Weigh the Pros and Cons
Removing people from your life can be easier said than done, especially when you have deep personal bonds with them. Placing priority on your recovery means re-evaluating your social circle to ensure you are surrounded by supportive people who will benefit your sobriety. Life is rarely that simple though- we can’t just file people into yes and no columns. That’s why weighing the pros and cons of continuing your relationships is so important: recognize who will weigh you down, who will lift you up, and who has potential.
Ask yourself these questions:
- Will this person be an active source of temptation?
- Does this person cause me stress, anxiety, or self-doubt?
- Is this person supportive of my decision to live sober?
- Would I be able to call this person in a time of crisis?
- Is this person someone I can depend on to help me spot warning signs of relapse?
When it comes to romantic partners or a spouse, making a decision either way becomes more complicated. Staying in an environment with active substance abuse is a leading cause of relapse. If your loved one is unwilling to create an environment that will promote your continued recovery, pay attention. Walking away may be the hardest thing you ever do, but it could also be the most important step you take for your future.
Learn more about how to develop your support network in our free eBook: It Takes A Village!
Becoming the Supporter
As someone in recovery, you know how important having someone in your corner is to long-term success. If someone you love needs treatment and is ready to take those steps, be an example of what that means. You can help guide them down the right paths, but be careful not to allow their journey to negatively affect your own. Becoming too entwined in another’s recovery could be your downfall- know your boundaries and stick to them.

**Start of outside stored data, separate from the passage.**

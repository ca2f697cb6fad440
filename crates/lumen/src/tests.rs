#![allow(clippy::unwrap_used, reason = "Tests can panic")]

use lumen_scan_core::markup::strip;
use pretty_assertions::assert_eq;
use proptest::prelude::*;

use super::*;

fn broken(_: &ScannerRegistry) -> Result<Box<dyn Scan>, ScanError> {
    Err(ScanError::NoProgress {
        language: "broken",
        pos: 0,
    })
}

fn registry_with_broken() -> ScannerRegistry {
    let mut registry = ScannerRegistry::with_defaults();
    registry.add(&["broken"], "Broken", broken, |_, _| 0.0);
    registry
}

// === Highlighting ===

#[test]
fn highlights_known_language() {
    assert_eq!(
        highlight(default_registry(), "c", "int x = 1;", &HighlightOptions::default()),
        "<TYPE>int</TYPE> x <OPERATOR>=</OPERATOR> <NUMERIC>1</NUMERIC>;"
    );
}

#[test]
fn unknown_language_uses_default() {
    let out = highlight(default_registry(), "cobol", "a < b", &HighlightOptions::default());
    assert_eq!(out, "a &lt; b");
}

#[test]
fn unknown_language_with_auto_detect() {
    let options = HighlightOptions {
        auto_detect: true,
        ..HighlightOptions::default()
    };
    let out = highlight(default_registry(), "cobol", "#!/usr/bin/perl\nmy $x;", &options);
    assert!(out.contains("<VARIABLE>$x</VARIABLE>"), "{out}");
}

#[test]
fn failing_scanner_returns_escaped_source() {
    let registry = registry_with_broken();
    assert_eq!(highlight(&registry, "broken", "a<b", &HighlightOptions::default()), "a&lt;b");
    let tagged = HighlightOptions {
        failure_tag: Some("FAILED".to_owned()),
        ..HighlightOptions::default()
    };
    assert_eq!(highlight(&registry, "broken", "a<b", &tagged), "<FAILED>a&lt;b</FAILED>");
}

#[test]
fn empty_registry_fails_softly() {
    assert_eq!(
        highlight(&ScannerRegistry::new(), "c", "x & y", &HighlightOptions::default()),
        "x &amp; y"
    );
}

#[test]
fn deeply_nested_source_is_highlighted() {
    let src = format!("rule = {}", "[ ".repeat(100_000));
    let out = highlight(default_registry(), "bnf", &src, &HighlightOptions::default());
    assert_eq!(strip(&out), src);
}

// === Newlines ===

#[test]
fn newlines_are_normalized_by_default() {
    assert_eq!(normalize_newlines("a\r\nb\rc\n"), "a\nb\nc\n");
    assert!(matches!(normalize_newlines("a\nb"), Cow::Borrowed(_)));
    let out = highlight(default_registry(), "plain", "a\r\nb", &HighlightOptions::default());
    assert_eq!(out, "a\nb");
}

#[test]
fn normalization_can_be_turned_off() {
    let options = HighlightOptions {
        normalize_newlines: false,
        ..HighlightOptions::default()
    };
    assert_eq!(strip(&highlight(default_registry(), "c", "x;\r\n", &options)), "x;\r\n");
}

// === Guessing ===

#[test]
fn guess_language_uses_registry() {
    assert_eq!(guess_language(default_registry(), "<?php echo 1; ?>"), Some("php"));
    assert_eq!(guess_language(default_registry(), "words"), Some("plain"));
    assert_eq!(guess_language(&ScannerRegistry::new(), "words"), None);
}

#[test]
fn init_tracing_is_idempotent() {
    init_tracing();
    init_tracing();
}

proptest! {
    #![proptest_config(ProptestConfig::with_cases(64))]

    /// The facade never loses source text, whatever the language code.
    #[test]
    fn output_strips_to_normalized_source(
        src in "[a-z0-9 <>&/*'\"{};\n]{0,40}",
        code in prop::sample::select(vec!["c", "js", "html", "php", "perl", "broken", "nope"]),
    ) {
        let registry = registry_with_broken();
        let out = highlight(&registry, code, &src, &HighlightOptions::default());
        prop_assert_eq!(strip(&out), src);
    }
}
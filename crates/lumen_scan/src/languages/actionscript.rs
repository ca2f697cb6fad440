//! ActionScript: the JavaScript grammar, never embedded, with a preprocessor
//! line pattern and its own word lists layered on top. Shared words take the
//! ActionScript kind (`var` is a type here, a keyword in JavaScript).

use lumen_scan_core::Kind;

use super::javascript::{self, JavaScriptScanner};
use super::guess_matches;
use crate::{EmbedOptions, GrammarBuilder, Language, Scan, ScanError, Scanner, ScannerRegistry, SourceBuffer};

const FUNCTIONS: &[&str] = &[
    "add", "chr", "clearInterval", "escape", "eval", "evaluate", "fscommand", "getProperty",
    "getTimer", "getVersion", "globalStyleFormat", "gotoAndPlay", "gotoAndStop", "ifFrameLoaded",
    "instanceOf", "isFinite", "isNaN", "loadMovie", "loadMovieNum", "loadVariables", "mbchr",
    "mblength", "mbord", "mbsubstring", "nextFrame", "nextScene", "onClipEvent", "ord",
    "parseFloat", "parseInt", "play", "prevFrame", "prevScene", "print", "printAsBitMap",
    "printNum", "random", "scroll", "setInterval", "setProperty", "stop", "stopDrag", "substring",
    "super", "targetPath", "tellTarget", "toString", "toggleHighQuality", "trace", "unescape",
];

const TYPES: &[&str] = &[
    "Accessibility", "Array", "Arguments", "Boolean", "Button", "ByteArray", "Camera", "Color",
    "Date", "Event", "FScrollPane", "FStyleFormat", "Function", "int", "Key", "LoadVars",
    "LocalConnection", "Math", "Microphone", "Mouse", "Movieclip", "Number", "Object",
    "Selection", "Sound", "Sprite", "String", "System", "TextField", "TextFormat", "Timer",
    "TimerEvent", "uint", "var", "void", "XML",
];

const KEYWORDS: &[&str] = &[
    "as", "break", "case", "catch", "class", "const", "continue", "default", "delete", "do",
    "else", "extends", "false", "finally", "for", "function", "if", "implements", "import", "in",
    "instanceof", "interface", "internal", "is", "native", "new", "null", "package", "private",
    "protected", "public", "return", "super", "switch", "static", "this", "throw", "to", "true",
    "try", "typeof", "use", "void", "while", "with",
];

/// The ActionScript grammar.
pub fn grammar() -> Result<GrammarBuilder, ScanError> {
    let mut g = javascript::builder(&EmbedOptions::default())?;
    g.rename("as");
    g.add_pattern(Kind::PREPROCESSOR, r"(?m)^[ \t]*#.*")?;
    g.add_identifier_mapping(Kind::FUNCTION, FUNCTIONS);
    g.add_identifier_mapping(Kind::TYPE, TYPES);
    g.add_identifier_mapping(Kind::KEYWORD, KEYWORDS);
    Ok(g)
}

/// ActionScript scanner: the JavaScript main loop over [`grammar`].
#[derive(Debug)]
pub struct ActionScriptScanner {
    inner: JavaScriptScanner,
}

impl ActionScriptScanner {
    pub fn new() -> Result<Self, ScanError> {
        Ok(ActionScriptScanner {
            inner: JavaScriptScanner::with_grammar(grammar()?.build(), EmbedOptions::default())?,
        })
    }
}

impl Scan for ActionScriptScanner {
    fn scanner(&self) -> &Scanner {
        self.inner.scanner()
    }

    fn scanner_mut(&mut self) -> &mut Scanner {
        self.inner.scanner_mut()
    }

    fn set_source(&mut self, buf: SourceBuffer) {
        self.inner.set_source(buf);
    }

    fn main(&mut self) -> Result<(), ScanError> {
        self.inner.main()
    }
}

impl Language for ActionScriptScanner {
    const CODES: &'static [&'static str] = &["as", "actionscript"];
    const DESCRIPTION: &'static str = "ActionScript";

    fn create(_: &ScannerRegistry) -> Result<Self, ScanError> {
        Self::new()
    }

    fn guess(src: &str, _: &crate::SourceInfo<'_>) -> f64 {
        let mut p = 0.0;
        if guess_matches!(r"\bfunction\s+\w+\s*\([^)]+\):(?:String|int|Number|void)", src) {
            p += 0.15;
        }
        if guess_matches!(r"\bvar\s+\w+:(?:String|int|Number)", src) {
            p += 0.15;
        }
        p
    }
}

Above all, remember that you can’t force recovery on anyone. Success in the long run depends on a personal commitment and daily dedication to the process. Continue to make the best decisions for yourself. You are at your best and in the best position to be a supporter when you continue to take care of yourself and move forward.
Have you ever been in this kind of situation? How did you handle it and what was the outcome? Comment below!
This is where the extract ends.